Подобное прекрасное выражение личной веры согревает, конечно, сердце слушателя. Но проясняет ли она в философском отношении его голову? Считает ли писавший его правильным последовательно монистическое или последовательно плюралистическое истолкование поэмы мира? Он готов примириться, говорит он, со своими страданиями, если только они дополняются таким образом, т.е. дополняются всем тем положительным, что могут дать другие явления. Очевидно, автор письма глядит вперед, имеет в виду конкретную картину опыта, который он истолковывает в плюралистическо-мелиорическом смысле.

Но сам он думает, что глядит назад. Он толкует о том, что он называет рациональным единством вещей, между тем как в действительности имеет все время в виду их возможное эмпирическое объединение. В то же самое время он полагает, что, так как прагматист критикует абстрактное Единое рационализма, то он лишен и всякого утешения, доставляемого верой в искупляющие возможности, содержащиеся в конкретном Многом. Короче говоря, он не умеет отличить точки зрения, согласно которой совершенство мира - необходимый принцип, от той точки зрения, которая видит в этом совершенстве лишь возможный terminus ad duem (конечную цель).

Я смотрю на моего корреспондента, как на подлинного прагматиста, только на прагматиста sans le savoir. Он представляется мне одним из тех многочисленных любителей философии, которые, как я сказал в первой своей лекции, желают иметь одновременно все хорошие вещи, не ломая себе особенно головы над тем, насколько они подходят или не подходят друг к другу. “Рациональное единство вещей” - такая формула поднимает дух, и вот автор письма, не задумываясь много, начинает размахивать ею во все стороны и посылает плюрализму абстрактное обвинение, будто он противоречит ей, тогда как одни только названия находятся между собой в противоречии. Конкретно же он понимает под ней прагматически объединяемый и улучшаемый мир. Большинство из нас не замечает этой путаницы и остается при ней, и это даже хорошо. Но в интересах умственной ясности хорошо также, чтобы некоторые из нас пошли дальше этого. Поэтому я постараюсь теперь сосредоточить все внимание специально на этом религиозном вопросе.

Должно ли понимать монистически или плюралистически это наше “Ты”, этот абсолютно реальный мир, это единство, которое так вдохновляет нас морально и имеет такую религиозную ценность? Существует ли это единство ante rem или rebus? Принцип ли оно или цель, абсолютное или окончательное (ultimate), первое или последнее? Заставляет ли оно нас глядеть вперед или склоняться назад?
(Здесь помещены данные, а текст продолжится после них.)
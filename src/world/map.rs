use glam::DVec2;

/// Numeric tile id: `0` is walkable floor, `n > 0` is a wall drawn with wall
/// texture `n - 1`.
pub type TileId = u16;

/// Id of an empty, walkable tile.
pub const EMPTY: TileId = 0;

/// Things that make a grid unusable as a map.
#[derive(Debug, thiserror::Error, PartialEq, Eq)]
pub enum MapError {
    #[error("map has no tiles")]
    Empty,

    #[error("row {row} has {found} tiles, expected {expected}")]
    Ragged {
        row: usize,
        expected: usize,
        found: usize,
    },

    #[error("border tile ({x}, {y}) is empty - map is not enclosed")]
    Unenclosed { x: usize, y: usize },
}

/// Static 2-D grid of tile ids, row-major (`y` selects the row).
///
/// Immutable after load.  Every lookup is bounds-checked, so a map that was
/// never checked with [`TileMap::check_enclosed`] still cannot be indexed
/// out of range.
#[derive(Clone, Debug, PartialEq, Eq)]
pub struct TileMap {
    width: usize,
    height: usize,
    tiles: Vec<TileId>,
}

impl TileMap {
    /// Build a map from rows of tile ids.  All rows must have the same length.
    pub fn from_rows<R>(rows: &[R]) -> Result<Self, MapError>
    where
        R: AsRef<[TileId]>,
    {
        let width = rows.first().map(|r| r.as_ref().len()).unwrap_or(0);
        if width == 0 {
            return Err(MapError::Empty);
        }

        let mut tiles = Vec::with_capacity(width * rows.len());
        for (row, r) in rows.iter().enumerate() {
            let r = r.as_ref();
            if r.len() != width {
                return Err(MapError::Ragged {
                    row,
                    expected: width,
                    found: r.len(),
                });
            }
            tiles.extend_from_slice(r);
        }

        Ok(Self {
            width,
            height: rows.len(),
            tiles,
        })
    }

    /// A `width × height` room whose border is `wall` and interior is empty.
    pub fn walled(width: usize, height: usize, wall: TileId) -> Result<Self, MapError> {
        if width == 0 || height == 0 {
            return Err(MapError::Empty);
        }
        let tiles = (0..height)
            .flat_map(|y| {
                (0..width).map(move |x| {
                    if x == 0 || y == 0 || x == width - 1 || y == height - 1 {
                        wall
                    } else {
                        EMPTY
                    }
                })
            })
            .collect();
        Ok(Self {
            width,
            height,
            tiles,
        })
    }

    #[inline]
    pub fn width(&self) -> usize {
        self.width
    }

    #[inline]
    pub fn height(&self) -> usize {
        self.height
    }

    /// Tile at integer cell `(x, y)`, `None` outside the grid.
    #[inline]
    pub fn get(&self, x: i64, y: i64) -> Option<TileId> {
        if x < 0 || y < 0 || x as usize >= self.width || y as usize >= self.height {
            return None;
        }
        Some(self.tiles[y as usize * self.width + x as usize])
    }

    /// Tile containing the continuous world point `p` (coordinates floored).
    #[inline]
    pub fn tile_at(&self, p: DVec2) -> Option<TileId> {
        if !p.is_finite() {
            return None;
        }
        self.get(p.x.floor() as i64, p.y.floor() as i64)
    }

    /// `true` only for in-bounds empty tiles.
    #[inline]
    pub fn is_walkable(&self, p: DVec2) -> bool {
        self.tile_at(p) == Some(EMPTY)
    }

    /// Verify that every border tile is a wall so rays and players cannot
    /// leave the grid undetected.
    pub fn check_enclosed(&self) -> Result<(), MapError> {
        let (w, h) = (self.width, self.height);
        let border = (0..w)
            .flat_map(|x| [(x, 0), (x, h - 1)])
            .chain((0..h).flat_map(|y| [(0, y), (w - 1, y)]));

        for (x, y) in border {
            if self.tiles[y * w + x] == EMPTY {
                return Err(MapError::Unenclosed { x, y });
            }
        }
        Ok(())
    }

    /// Largest wall id used anywhere in the map (`0` for an all-empty grid).
    pub fn max_wall_id(&self) -> TileId {
        self.tiles.iter().copied().max().unwrap_or(EMPTY)
    }
}
//! Grid raycaster: one ray per screen column, textured walls, floorcasting
//! and a scrolling sky, composited into an RGBA buffer at projection
//! resolution.
//!
//! ```no_run
//! use yaray_rs::{
//!     assets::demo,
//!     engine::Engine,
//!     renderer::Software,
//!     settings::Settings,
//!     sim::KeyState,
//! };
//!
//! # fn main() -> anyhow::Result<()> {
//! let level = demo::demo_level()?;
//! let mut engine = Engine::new(
//!     Software::default(),
//!     &Settings::default(),
//!     level.map,
//!     demo::demo_bank()?,
//! )?;
//! let frame = engine.tick(KeyState::FORWARD);
//! assert_eq!(frame.as_bytes().len(), 4 * 160 * 120);
//! # Ok(())
//! # }
//! ```

pub mod assets;
pub mod engine;
pub mod renderer;
pub mod settings;
pub mod sim;
pub mod world;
Несомненно, очень важно не смешивать обеих этих точек зрения, так как они, если отличать их друг от друга, имеют совершенно различное значение для жизни.
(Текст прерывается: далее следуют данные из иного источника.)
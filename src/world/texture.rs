// Format-agnostic repository of textures handed over by the asset loader.
// The renderer and engine interact through `TextureId` and tile ids only.

use std::collections::HashMap;

use crate::world::map::TileId;

/// Runtime handle for a texture in this bank.
///
/// *Guaranteed* to remain stable for the lifetime of the bank.
pub type TextureId = u16;

/// `TextureId` whose pixels are the checkerboard fallback.
/// Always = 0 because `TextureBank::new()` inserts it first.
pub const NO_TEXTURE: TextureId = 0;

/// One RGBA colour, 8 bits per channel.
#[derive(Clone, Copy, Debug, Default, PartialEq, Eq, Hash)]
pub struct Color {
    pub r: u8,
    pub g: u8,
    pub b: u8,
    pub a: u8,
}

impl Color {
    pub const BLACK: Color = Color::rgb(0, 0, 0);
    pub const WHITE: Color = Color::rgb(255, 255, 255);

    #[inline]
    pub const fn rgb(r: u8, g: u8, b: u8) -> Self {
        Self { r, g, b, a: 255 }
    }

    #[inline]
    pub const fn rgba(r: u8, g: u8, b: u8, a: u8) -> Self {
        Self { r, g, b, a }
    }

    /// Pack as `0x00RRGGBB`, the layout window back-ends such as `minifb` expect.
    #[inline]
    pub const fn to_rgb_u32(self) -> u32 {
        (self.r as u32) << 16 | (self.g as u32) << 8 | self.b as u32
    }
}

/// Things that can go wrong when building textures or using the bank.
#[derive(Debug, thiserror::Error, PartialEq, Eq)]
pub enum TextureError {
    /// Attempted to insert a second texture with an existing name.
    #[error("texture name `{0}` already present in bank")]
    Duplicate(String),

    /// Requested ID is outside `0 .. bank.len()`.
    #[error("texture id {0} out of range")]
    BadId(TextureId),

    #[error("texture must be at least 1x1, got {w}x{h}")]
    ZeroSize { w: usize, h: usize },

    #[error("texture data holds {found} entries, expected {expected}")]
    SizeMismatch { expected: usize, found: usize },

    #[error("bitmap refers to palette entry {index} but the palette has {len} colours")]
    BadPaletteIndex { index: u8, len: usize },

    /// No handle left for another texture or wall slot.
    #[error("{table} table is full")]
    Full { table: &'static str },
}

/// A sampleable surface.
///
/// Small hand-made textures are palette bitmaps; anything decoded from an
/// image is a flat colour array.  Both are row-major and wrap on sampling.
#[derive(Clone, Debug, PartialEq)]
pub enum Texture {
    Procedural {
        w: usize,
        h: usize,
        bitmap: Vec<u8>,
        palette: Vec<Color>,
    },
    Image {
        w: usize,
        h: usize,
        pixels: Vec<Color>,
    },
}

/// Convenience checkerboard 8×8 (dark/light grey).
impl Default for Texture {
    fn default() -> Self {
        let mut bitmap = vec![0u8; 8 * 8];
        for y in 0..8 {
            for x in 0..8 {
                bitmap[y * 8 + x] = ((x ^ y) & 1) as u8;
            }
        }
        Texture::Procedural {
            w: 8,
            h: 8,
            bitmap,
            palette: vec![Color::rgb(0xAA, 0xAA, 0xAA), Color::rgb(0x44, 0x44, 0x44)],
        }
    }
}

impl Texture {
    /// Palette bitmap; every bitmap entry must index into `palette`.
    pub fn procedural(
        w: usize,
        h: usize,
        bitmap: Vec<u8>,
        palette: Vec<Color>,
    ) -> Result<Self, TextureError> {
        check_size(w, h, bitmap.len())?;
        if let Some(&index) = bitmap.iter().find(|&&i| i as usize >= palette.len()) {
            return Err(TextureError::BadPaletteIndex {
                index,
                len: palette.len(),
            });
        }
        Ok(Texture::Procedural {
            w,
            h,
            bitmap,
            palette,
        })
    }

    /// Flat array of `w * h` colours.
    pub fn image(w: usize, h: usize, pixels: Vec<Color>) -> Result<Self, TextureError> {
        check_size(w, h, pixels.len())?;
        Ok(Texture::Image { w, h, pixels })
    }

    /// Flat array of `w * h` RGBA quadruplets, as produced by image decoders.
    pub fn from_rgba_bytes(w: usize, h: usize, bytes: &[u8]) -> Result<Self, TextureError> {
        if bytes.len() % 4 != 0 {
            return Err(TextureError::SizeMismatch {
                expected: w * h * 4,
                found: bytes.len(),
            });
        }
        let pixels = bytes
            .chunks_exact(4)
            .map(|c| Color::rgba(c[0], c[1], c[2], c[3]))
            .collect();
        Self::image(w, h, pixels)
    }

    #[inline]
    pub fn width(&self) -> usize {
        match self {
            Texture::Procedural { w, .. } | Texture::Image { w, .. } => *w,
        }
    }

    #[inline]
    pub fn height(&self) -> usize {
        match self {
            Texture::Procedural { h, .. } | Texture::Image { h, .. } => *h,
        }
    }

    /// Colour at texel `(u, v)`, both wrapped modulo the texture size.
    #[inline]
    pub fn sample(&self, u: i64, v: i64) -> Color {
        let (w, h) = (self.width() as i64, self.height() as i64);
        let idx = (v.rem_euclid(h) * w + u.rem_euclid(w)) as usize;
        match self {
            Texture::Procedural {
                bitmap, palette, ..
            } => palette[bitmap[idx] as usize],
            Texture::Image { pixels, .. } => pixels[idx],
        }
    }
}

fn check_size(w: usize, h: usize, found: usize) -> Result<(), TextureError> {
    if w == 0 || h == 0 {
        return Err(TextureError::ZeroSize { w, h });
    }
    if found != w * h {
        return Err(TextureError::SizeMismatch {
            expected: w * h,
            found,
        });
    }
    Ok(())
}

/// A format-agnostic cache of textures plus the three lookup tables the
/// renderer needs: walls by tile id, floors by tile id, and the sky panorama.
///
/// * Does **not** know about files or image formats; that is the loader's job.
/// * Stores exactly one copy of every name.
/// * ID **0** is always the “missing” checkerboard.
pub struct TextureBank {
    by_name: HashMap<String, TextureId>,
    data: Vec<Texture>,
    /// wall tile id `n` → `walls[n - 1]`
    walls: Vec<TextureId>,
    floors: HashMap<TileId, TextureId>,
    background: Option<TextureId>,
}

impl TextureBank {
    // ---------------------------------------------------------------------
    // Constructors
    // ---------------------------------------------------------------------

    /// Create an empty bank with a mandatory *missing* texture used as
    /// fallback.  The texture is inserted under the fixed name `"MISSING"`
    /// and obtains the handle **0**.
    pub fn new(missing_tex: Texture) -> Self {
        let mut by_name = HashMap::new();
        by_name.insert("MISSING".into(), NO_TEXTURE);
        Self {
            by_name,
            data: vec![missing_tex],
            walls: Vec::new(),
            floors: HashMap::new(),
            background: None,
        }
    }

    pub fn default_with_checker() -> Self {
        Self::new(Texture::default())
    }

    // ---------------------------------------------------------------------
    // Query helpers
    // ---------------------------------------------------------------------

    /// Number of textures stored (including the “missing” one).
    pub fn len(&self) -> usize {
        self.data.len()
    }
    pub fn is_empty(&self) -> bool {
        self.data.len() == 1
    } // only checker

    /// Obtain the id for a *loaded* texture by name.
    pub fn id(&self, name: &str) -> Option<TextureId> {
        self.by_name.get(name).copied()
    }

    /// Borrow a texture by id, with bounds-checking.
    pub fn texture(&self, id: TextureId) -> Result<&Texture, TextureError> {
        self.data.get(id as usize).ok_or(TextureError::BadId(id))
    }

    /// The checkerboard fallback.
    pub fn missing(&self) -> &Texture {
        &self.data[NO_TEXTURE as usize]
    }

    /// Number of entries in the wall table.
    pub fn wall_count(&self) -> usize {
        self.walls.len()
    }

    /// Texture for wall tile `tile` (`tile - 1` in the wall table).
    /// `None` for the empty tile and ids past the end of the table.
    pub fn wall(&self, tile: TileId) -> Option<&Texture> {
        let slot = (tile as usize).checked_sub(1)?;
        let id = *self.walls.get(slot)?;
        self.data.get(id as usize)
    }

    /// Floor texture registered for `tile`; `None` means "draw no floor".
    pub fn floor(&self, tile: TileId) -> Option<&Texture> {
        let id = *self.floors.get(&tile)?;
        self.data.get(id as usize)
    }

    pub fn background(&self) -> Option<&Texture> {
        self.data.get(self.background? as usize)
    }

    // ---------------------------------------------------------------------
    // Mutations
    // ---------------------------------------------------------------------

    /// Insert a texture under `name`.
    ///
    /// * Returns the newly assigned `TextureId`.
    /// * Fails if the name already exists (`Duplicate`).
    pub fn insert<S: Into<String>>(
        &mut self,
        name: S,
        tex: Texture,
    ) -> Result<TextureId, TextureError> {
        let name = name.into();
        if self.by_name.contains_key(&name) {
            return Err(TextureError::Duplicate(name));
        }
        let id = TextureId::try_from(self.data.len())
            .map_err(|_| TextureError::Full { table: "texture" })?;
        self.data.push(tex);
        self.by_name.insert(name, id);
        Ok(id)
    }

    /// Append an already-stored texture to the wall table and return the
    /// wall tile id that now draws with it.
    pub fn push_wall(&mut self, id: TextureId) -> Result<TileId, TextureError> {
        self.texture(id)?;
        let tile = TileId::try_from(self.walls.len() + 1)
            .map_err(|_| TextureError::Full { table: "wall" })?;
        self.walls.push(id);
        Ok(tile)
    }

    /// Draw tiles with id `tile` using texture `id` when floorcasting.
    pub fn set_floor(&mut self, tile: TileId, id: TextureId) -> Result<(), TextureError> {
        self.texture(id)?;
        self.floors.insert(tile, id);
        Ok(())
    }

    pub fn set_background(&mut self, id: TextureId) -> Result<(), TextureError> {
        self.texture(id)?;
        self.background = Some(id);
        Ok(())
    }
}

/*======================================================================*/
/*                               Tests                                  */
/*======================================================================*/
Прошу вас обратить внимание, что, с прагматической точки зрения, вся дилемма вертится около понятия о возможностях мира. В интеллектуальном отношении рационализм видит в своем абсолютном принципе единства основания для возможности фактического многообразия. В отношении эмоциональном он видит в нем то, что заключает в себе и ограничивает эти возможности, видит гарантию того, что конечный результат будет хорошим. Рассматриваемое таким образом, Абсолютное делает все хорошие вещи достоверными, все же дурные вещи невозможными (разумеется, с точки зрения вечности). Можно сказать, что Абсолютное превращает категорию возможности в более спокойные и надежные категории.

Мы видим теперь, в чем заключается великое религиозное разногласие: одни утверждают, что мир должен быть спасен и будет спасен, другие же довольствуются верой, что мир может быть спасен. Таким образом предмет спора между рационалистической и эмпирической религией является вопрос о значении категории возможности. Необходимо поэтому с самого начала сосредоточить внимание на этом слове.

Что собственно означает в точности это слово “возможный”? Для людей, не особенно задумывающихся над этими вопросами, оно означает некое третье состояние бытия, менее реальное, чем существование, но более реальное, чем не-существование, какое-то сумеречное состояние, что-то гибридное, своего рода чистилище, через которое должны постоянно приходить и уходить реальности.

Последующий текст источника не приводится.